By refusing to properly compensate and reward ‘Newly Qualified Teachers’ we are pushing them away from the profession and actively damaging the education of a generation of students.
I had the pleasure of visiting an Educate Together School in Dublin recently. I was there to meet to a brilliant young teacher who is collaborating with me on some research and teacher training events.
This teacher is famous amongst Irish teachers, her blog, tutorial videos and innovative classroom methods are often presented and discussed at TeachMeets and conferences. An expert on the flipped classroom, Makey Makey, Scratch and various other tools that might be in the average teacher’s tool-kit in a decade, she has already tried them out.
While I was there, I was invited to pop into a class of 10 year olds to answer a few questions and demo Project Spark. The students were delightful and eager to listen to this strange visitor to the class. As usual the questions ranged from scientific ‘how long does light take to get from the sun to the earth?’ (~8 minutes) to industrial design ‘did you invent the XBox?’ (no). I was never a primary school teacher but I know how to handle bizarre and unrelenting questioning from little ones – my 4 have trained me well.
When it came time to demo Project Spark there were the customary oohs and aahs followed by cries of ‘awesome’, but what struck me was the creativity and imagination these youngsters had in abundance.
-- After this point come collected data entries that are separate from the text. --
//! Binding configuration extraction
//!
//! A function's `events` list declares its Azure bindings as free-form
//! mappings: a binding type key (`http`, `queue`, ...), an optional
//! `direction`, and optional settings nested under the fixed
//! `x-azure-settings` key. This module selects the binding for a requested
//! direction and normalizes it into the shape the artifact generator
//! consumes.

use serde::{Deserialize, Serialize};
use serde_json::{Map, Value};

/// Fixed key under which a binding entry nests its settings object.
pub const BINDING_SETTINGS_KEY: &str = "x-azure-settings";

/// Data-flow direction of a binding.
#[derive(Debug, Clone, Copy, PartialEq, Eq, Serialize, Deserialize)]
#[serde(rename_all = "lowercase")]
pub enum Direction {
    In,
    Out,
}

impl Direction {
    pub fn as_str(&self) -> &'static str {
        match self {
            Direction::In => "in",
            Direction::Out => "out",
        }
    }
}

/// Select and normalize the function's inbound binding, if any.
pub fn incoming_binding_config(events: &[Value]) -> Option<Value> {
    binding_config(events, Direction::In)
}

/// Select and normalize the function's outbound binding, if any.
pub fn outgoing_binding_config(events: &[Value]) -> Option<Value> {
    binding_config(events, Direction::Out)
}

/// Select the first binding entry matching `direction` and normalize it.
///
/// Returns `None` when no entry of the requested direction exists; callers
/// must check. Entries that are not mappings never match.
fn binding_config(events: &[Value], direction: Direction) -> Option<Value> {
    events
        .iter()
        .filter_map(Value::as_object)
        .find(|entry| binding_direction(entry) == direction)
        .map(normalize_binding)
}

/// Read an entry's direction, defaulting to `in` when absent.
///
/// HTTP triggers commonly omit the field, so an outbound binding must be
/// explicit.
fn binding_direction(entry: &Map<String, Value>) -> Direction {
    let declared = entry
        .get(BINDING_SETTINGS_KEY)
        .and_then(|settings| settings.get("direction"))
        .or_else(|| entry.get("direction"))
        .and_then(Value::as_str);

    match declared {
        Some("out") => Direction::Out,
        _ => Direction::In,
    }
}

/// The binding's declared `name` (the invocation parameter it surfaces as),
/// read from the nested settings object or the entry itself.
pub fn binding_name(event: &Value) -> Option<&str> {
    let entry = event.as_object()?;
    entry
        .get(BINDING_SETTINGS_KEY)
        .and_then(|settings| settings.get("name"))
        .or_else(|| entry.get("name"))
        .and_then(Value::as_str)
}

/// Normalize a selected binding entry.
///
/// With a nested settings object, the result keeps the settings verbatim
/// under `x-azure-settings` and simplifies the binding type key to a bare
/// `true` flag. Without one, the result is the entry's own fields with
/// `direction` removed.
fn normalize_binding(entry: &Map<String, Value>) -> Value {
    if let Some(settings) = entry.get(BINDING_SETTINGS_KEY) {
        let mut result = Map::new();
        if let Some(kind) = binding_type(entry) {
            result.insert(kind.to_string(), Value::Bool(true));
        }
        result.insert(BINDING_SETTINGS_KEY.to_string(), settings.clone());
        return Value::Object(result);
    }

    let mut result = entry.clone();
    result.remove("direction");
    Value::Object(result)
}

/// The entry's binding type key, i.e. the first key that is not a reserved
/// field.
fn binding_type(entry: &Map<String, Value>) -> Option<&str> {
    entry
        .keys()
        .map(String::as_str)
        .find(|key| *key != BINDING_SETTINGS_KEY && *key != "direction")
}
They didn’t develop this overnight, it was instilled by their teacher, the young lady I was there to visit. After the brief class presentation I met the principal and some other staff members, who were obviously proud of the work being done and the research the teacher was embarking on. As she listed the conferences she was attending, the research she wanted to do, the ideas she wanted to try, it occurred to me she was working so much harder for absolutely no guaranteed reward. I won’t get into the injustices of Ireland’s second class teacher system, the ‘Newly Qualified Teacher’, but it has neither the job security or rewards to make it attractive to a graduate.
Teaching is a vocation, and although I would like to see reward based on performance, I don’t believe that means student exam performance. Those who believe that the teacher is the significant factor in the passing of an exam have obviously never sat an exam or taught a class. I don’t have a solution for this problem, but looking at this teacher made me humble as I knew of few other teachers doing as much for so little.
Media debate about the teaching profession is generally vicious and bitter, every Internet armchair warrior has a hated teacher in their past that they can kick anonymously. But let’s imagine a system where NQT’s who attend conferences and TeachMeets, who present at them, who try innovative new ideas in the classroom and can demonstrate a passion for teaching are explicitly rewarded, while those who feel bound by a set of insipid ‘learning outcomes’ in some tired old syllabus are encouraged to find their passion again. I don’t want to have teachers fired, I want them all to be as fired up as the teacher I visited.